AJR  Drop Cap
From AJR,   May 1997

Journalism's Fast Lane   

By Bill Hoffmann
Bill Hoffmann is a reporter and film critic fo rthe New York Post and coauthor of Palm Beach Babylon.     


Writing a book is an experience. Writing an instant book is insanity — especially when you've got less than a week to do it.

That's the challenge I faced with "Heaven's Gate: Cult Suicide in San Diego," the first tome on the mass suicide of 39 cult members who poisoned and suffocated themselves in order to rendezvous with a UFO.
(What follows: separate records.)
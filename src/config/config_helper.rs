//! Configuration helper for interpreting config values.
//!
//! The `ConfigHelper` wraps a `Config` and resolves the layered values a
//! storage engine needs: named engines fall back to the [storage] and [s3]
//! sections for anything they leave unset.

use std::path::PathBuf;

use super::{Config, S3Settings, StorageConfig};
use crate::object_store::{Credentials, S3ObjectStoreConfig};
use crate::storage::StorageOptions;

/// S3 settings after inheritance has been applied.
#[derive(Debug, Clone, Default, PartialEq)]
pub struct ResolvedS3Settings {
    pub endpoint_url: Option<String>,
    pub region: Option<String>,
    pub credentials: Option<Credentials>,
}

impl ResolvedS3Settings {
    /// Fill unset values from `other`.
    pub fn or(self, other: ResolvedS3Settings) -> Self {
        Self {
            endpoint_url: self.endpoint_url.or(other.endpoint_url),
            region: self.region.or(other.region),
            credentials: self.credentials.or(other.credentials),
        }
    }

    pub fn to_object_store_config(&self) -> S3ObjectStoreConfig {
        let mut config = S3ObjectStoreConfig::new();
        if let Some(ref endpoint_url) = self.endpoint_url {
            config = config.with_endpoint_url(endpoint_url);
        }
        if let Some(ref region) = self.region {
            config = config.with_region(region);
        }
        if let Some(ref credentials) = self.credentials {
            config = config.with_credentials(credentials.clone());
        }
        config
    }
}

impl From<&S3Settings> for ResolvedS3Settings {
    /// Credentials are only taken when both halves are present.
    fn from(settings: &S3Settings) -> Self {
        let credentials = match (&settings.access_key_id, &settings.secret_access_key) {
            (Some(id), Some(secret)) => Some(Credentials::new(id, secret)),
            _ => None,
        };
        Self {
            endpoint_url: settings.endpoint_url.clone(),
            region: settings.region.clone(),
            credentials,
        }
    }
}

/// Helper for interpreting configuration values.
#[derive(Debug, Clone)]
pub struct ConfigHelper {
    config: Config,
}

impl ConfigHelper {
    /// Create a new ConfigHelper wrapping the given config.
    pub fn new(config: Config) -> Self {
        Self { config }
    }

    /// Get a reference to the underlying config.
    pub fn config(&self) -> &Config {
        &self.config
    }

    /// Root of the cache tier for remote engines.
    pub fn cache_path(&self) -> &PathBuf {
        &self.config.cache.path
    }

    /// Look up a named engine.
    pub fn get_storage(&self, name: &str) -> Option<&StorageConfig> {
        self.config.storages.get(name)
    }

    /// Engine options for specs that don't name an engine.
    pub fn storage_defaults(&self) -> StorageOptions {
        self.config.storage.clone()
    }

    /// Options for a named engine, falling back to [storage].
    pub fn resolve_storage_options(&self, storage: &StorageConfig) -> StorageOptions {
        storage.options.clone().merged_over(self.storage_defaults())
    }

    /// The [s3] section settings.
    pub fn resolve_s3_settings(&self) -> ResolvedS3Settings {
        ResolvedS3Settings::from(&self.config.s3.settings)
    }

    /// S3 settings for a named engine, falling back to [s3].
    pub fn resolve_storage_s3_settings(&self, storage: &StorageConfig) -> ResolvedS3Settings {
        ResolvedS3Settings::from(&storage.settings).or(self.resolve_s3_settings())
    }
}

impl From<Config> for ConfigHelper {
    fn from(config: Config) -> Self {
        Self::new(config)
    }
}

#[cfg(test)]
mod tests {
    use super::*;
    use crate::config::{CacheConfig, S3Config};
    use std::collections::HashMap;

    fn helper() -> ConfigHelper {
        let mut storages = HashMap::new();
        storages.insert(
            "media".to_string(),
            StorageConfig {
                url: "s3://media-bucket/assets".to_string(),
                options: StorageOptions::new().with_directory_mode(0o750),
                settings: S3Settings {
                    region: Some("eu-west-1".to_string()),
                    ..S3Settings::default()
                },
            },
        );

        ConfigHelper::new(Config {
            cache: CacheConfig {
                path: PathBuf::from("/var/cache/stowage"),
            },
            s3: S3Config {
                settings: S3Settings {
                    endpoint_url: Some("http://localhost:9000".to_string()),
                    region: Some("us-east-1".to_string()),
                    access_key_id: Some("AKID".to_string()),
                    secret_access_key: Some("SECRET".to_string()),
                },
            },
            storage: StorageOptions::new()
                .with_directory_mode(0o700)
                .with_create_missing_directories(false),
            storages,
        })
    }

    #[test]
    fn test_named_storage_inherits_defaults() {
        let helper = helper();
        let storage = helper.get_storage("media").unwrap();

        let options = helper.resolve_storage_options(storage);
        assert_eq!(options.directory_mode, Some(0o750));
        assert_eq!(options.create_missing_directories, Some(false));

        let settings = helper.resolve_storage_s3_settings(storage);
        assert_eq!(settings.region.as_deref(), Some("eu-west-1"));
        assert_eq!(settings.endpoint_url.as_deref(), Some("http://localhost:9000"));
        assert_eq!(settings.credentials, Some(Credentials::new("AKID", "SECRET")));
    }

    #[test]
    fn test_credentials_need_both_halves() {
        let settings = S3Settings {
            access_key_id: Some("AKID".to_string()),
            ..S3Settings::default()
        };
        assert_eq!(ResolvedS3Settings::from(&settings).credentials, None);
    }

    #[test]
    fn test_to_object_store_config() {
        let config = helper().resolve_s3_settings().to_object_store_config();
        assert_eq!(config.endpoint_url.as_deref(), Some("http://localhost:9000"));
        assert_eq!(config.region.as_deref(), Some("us-east-1"));
        assert!(config.credentials.is_some());
    }
}
//! Configuration types for stowage.
//!
//! This module defines the structures used to represent application configuration
//! as parsed from an INI-format config file.

use std::collections::HashMap;
use std::path::PathBuf;

use crate::storage::StorageOptions;

// =============================================================================
// S3 Settings (shared across s3 and storage.NAME)
// =============================================================================

/// S3-specific connection settings.
#[derive(Debug, Clone, Default, PartialEq)]
pub struct S3Settings {
    pub endpoint_url: Option<String>,
    pub region: Option<String>,
    pub access_key_id: Option<String>,
    pub secret_access_key: Option<String>,
}

// =============================================================================
// Config Sections
// =============================================================================

/// [cache] section - root of the cache tier used by remote engines.
#[derive(Debug, Clone)]
pub struct CacheConfig {
    pub path: PathBuf,
}

/// [s3] section - defaults for every S3-backed engine.
#[derive(Debug, Clone, Default)]
pub struct S3Config {
    pub settings: S3Settings,
}

/// [storage.{name}] section - a named engine.
#[derive(Debug, Clone, Default)]
pub struct StorageConfig {
    pub url: String,
    /// Engine options; unset keys fall back to the [storage] section.
    pub options: StorageOptions,
    /// S3 settings; unset keys fall back to the [s3] section.
    pub settings: S3Settings,
}

// =============================================================================
// Top-Level Config
// =============================================================================

/// Complete application configuration as parsed from config file.
#[derive(Debug, Clone)]
pub struct Config {
    pub cache: CacheConfig,
    pub s3: S3Config,
    /// [storage] section - option defaults for every engine.
    pub storage: StorageOptions,
    pub storages: HashMap<String, StorageConfig>,
}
There's nothing like a dynamite story, and as a veteran reporter for the New York Post, I jumped when my editors dumped this one in my lap. It had everything a reporter dreams of: computer nerds, flying saucers, suicides, decomposing bodies — even castration!

When I was suddenly interrupted from writing my page one story and hauled into the boss' office to receive this assignment, my nerves twitched. When he shut the door, I figured the jig was up. I had visions of pink slips and the unemployment line.

Instead came the offer: "HarperCollins wants to do a quickie book on the cult. Are you interested?" Metro Editor Stu Marques asked. I instantly said yes, then instantly learned why I should have thought about it longer.

"There's one catch," Marques said. "It's a very tight deadline. You'll have six days."

Six days! What about sleep, what about food, what about life?

I'll do it, I roared, and we shook hands. Within five minutes three editors had approached me to say I was headed for a whopping embarrassment.

But I didn't care. My cowriter, Post scribe Cathy Burke, and I were soon meeting with the suits from HarperCollins to bang out a deal. It was simple: At first we were hired guns to be paid a flat fee, but the deal changed. Now, I'm looking forward to royalties and movie rights.

My head was spinning. My first book, "Palm Beach Babylon," involved an agent, a bidding war, rewrites and a nine-month deadline. This project was seat-of-the-pants lunacy! Kamikaze authors at your service!

At 6 a.m. the next day we arrived to write and began churning out the bizarre story of the Heaven's Gate weirdos. We hit the phones, interviewing cops, witnesses, shrinks and cult experts. We spoke with our correspondents at the scene. We watched a wall of TVs near us. We read dozens of newspapers flown in from all over the country. We pored over the Associated Press and Reuters wires. We did all of these things simultaneously.

We were split-screen specialists, swapping information, drinking Perrier, eating fat-free pretzels and keeping our fingers crossed. We quit at midnight, delirious and exhausted.

We went home, woke up five hours later, returned to the newsroom and did it all over again. As details of the story changed and expanded, we massaged our words and spun a colorful narrative of the bizarre event. The details were gruesome, but we didn't even have time to be disgusted. Speedy, slam-bang prose was all that mattered.

We ran roughshod for five days. I didn't shave, I hardly slept, and, to my family and friends, I didn't exist. This went on until we had whipped out 10 chapters, about 333 pages. When we handed in the final chapter, we realized it was Tuesday — one full day ahead of our six-day deadline! Our representative at HarperCollins informed us that we had set a record for the fastest instant book written for a major publishing house. Our work was done. All we had to do was wait four days, and we could see our efforts on the stands.

"You're the Mario Andretti of journalism," one colleague told me, and I guess I don't mind that title. It isn't quite the same as "Pulitzer Prize winner," but I guess it means I'm living my journalism life in the fast lane, and that ain't bad.